▼
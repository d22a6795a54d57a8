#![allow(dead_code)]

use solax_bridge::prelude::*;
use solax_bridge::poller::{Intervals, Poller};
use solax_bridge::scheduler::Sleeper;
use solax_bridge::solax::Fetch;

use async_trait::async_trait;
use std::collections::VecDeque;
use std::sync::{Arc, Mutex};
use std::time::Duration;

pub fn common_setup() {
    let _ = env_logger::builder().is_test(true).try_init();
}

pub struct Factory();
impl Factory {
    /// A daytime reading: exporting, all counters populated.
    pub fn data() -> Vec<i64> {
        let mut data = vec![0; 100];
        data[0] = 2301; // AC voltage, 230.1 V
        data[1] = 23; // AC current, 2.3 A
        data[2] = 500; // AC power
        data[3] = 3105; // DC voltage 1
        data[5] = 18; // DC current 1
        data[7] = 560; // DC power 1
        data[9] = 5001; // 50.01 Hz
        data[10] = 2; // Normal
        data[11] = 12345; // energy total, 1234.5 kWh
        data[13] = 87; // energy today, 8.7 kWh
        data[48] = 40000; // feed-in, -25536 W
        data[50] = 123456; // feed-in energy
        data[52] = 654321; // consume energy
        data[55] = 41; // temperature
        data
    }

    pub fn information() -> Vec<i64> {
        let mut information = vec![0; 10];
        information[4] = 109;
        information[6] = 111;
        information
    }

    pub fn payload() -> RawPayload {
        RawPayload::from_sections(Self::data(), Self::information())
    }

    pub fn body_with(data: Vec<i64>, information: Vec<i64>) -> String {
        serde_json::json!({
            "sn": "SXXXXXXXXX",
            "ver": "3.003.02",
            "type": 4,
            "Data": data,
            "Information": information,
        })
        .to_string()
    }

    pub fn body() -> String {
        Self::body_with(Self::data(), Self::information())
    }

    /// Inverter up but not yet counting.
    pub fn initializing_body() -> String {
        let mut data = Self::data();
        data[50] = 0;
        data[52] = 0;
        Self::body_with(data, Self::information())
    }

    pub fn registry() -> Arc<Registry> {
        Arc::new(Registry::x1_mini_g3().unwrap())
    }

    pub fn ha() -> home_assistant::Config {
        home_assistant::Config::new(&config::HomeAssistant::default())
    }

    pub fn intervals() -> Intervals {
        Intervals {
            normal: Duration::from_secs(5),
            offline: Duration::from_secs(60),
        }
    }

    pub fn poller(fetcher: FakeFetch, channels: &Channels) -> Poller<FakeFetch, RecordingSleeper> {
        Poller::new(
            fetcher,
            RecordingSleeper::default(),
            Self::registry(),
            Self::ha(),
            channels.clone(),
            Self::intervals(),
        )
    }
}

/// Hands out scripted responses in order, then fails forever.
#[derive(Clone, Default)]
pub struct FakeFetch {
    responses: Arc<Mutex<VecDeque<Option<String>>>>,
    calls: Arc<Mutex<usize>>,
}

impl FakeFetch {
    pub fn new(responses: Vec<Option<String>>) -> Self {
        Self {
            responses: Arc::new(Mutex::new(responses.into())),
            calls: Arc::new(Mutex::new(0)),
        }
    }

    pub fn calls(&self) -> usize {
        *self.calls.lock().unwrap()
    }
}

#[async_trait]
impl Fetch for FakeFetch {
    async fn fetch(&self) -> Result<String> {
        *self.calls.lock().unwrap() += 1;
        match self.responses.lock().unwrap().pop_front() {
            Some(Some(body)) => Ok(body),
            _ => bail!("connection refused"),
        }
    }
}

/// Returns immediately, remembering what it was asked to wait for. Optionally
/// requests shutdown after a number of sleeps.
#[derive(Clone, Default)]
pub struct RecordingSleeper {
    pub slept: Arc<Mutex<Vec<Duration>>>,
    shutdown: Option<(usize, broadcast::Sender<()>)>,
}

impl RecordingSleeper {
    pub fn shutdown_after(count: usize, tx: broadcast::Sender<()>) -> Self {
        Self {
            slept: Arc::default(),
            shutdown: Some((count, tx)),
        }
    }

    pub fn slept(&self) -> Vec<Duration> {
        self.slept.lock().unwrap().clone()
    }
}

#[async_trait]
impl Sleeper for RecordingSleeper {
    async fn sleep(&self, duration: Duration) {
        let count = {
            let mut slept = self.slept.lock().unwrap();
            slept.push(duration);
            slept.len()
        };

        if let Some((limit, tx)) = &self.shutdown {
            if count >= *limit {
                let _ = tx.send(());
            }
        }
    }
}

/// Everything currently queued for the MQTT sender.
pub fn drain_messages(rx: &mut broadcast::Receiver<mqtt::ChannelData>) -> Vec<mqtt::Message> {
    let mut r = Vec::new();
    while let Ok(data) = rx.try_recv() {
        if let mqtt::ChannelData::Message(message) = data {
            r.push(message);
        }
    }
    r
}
▲
Return every line above where "feed" appears.

*SOLUTION TO THE EXERCISE*
        data[48] = 40000; // feed-in, -25536 W
        data[50] = 123456; // feed-in energy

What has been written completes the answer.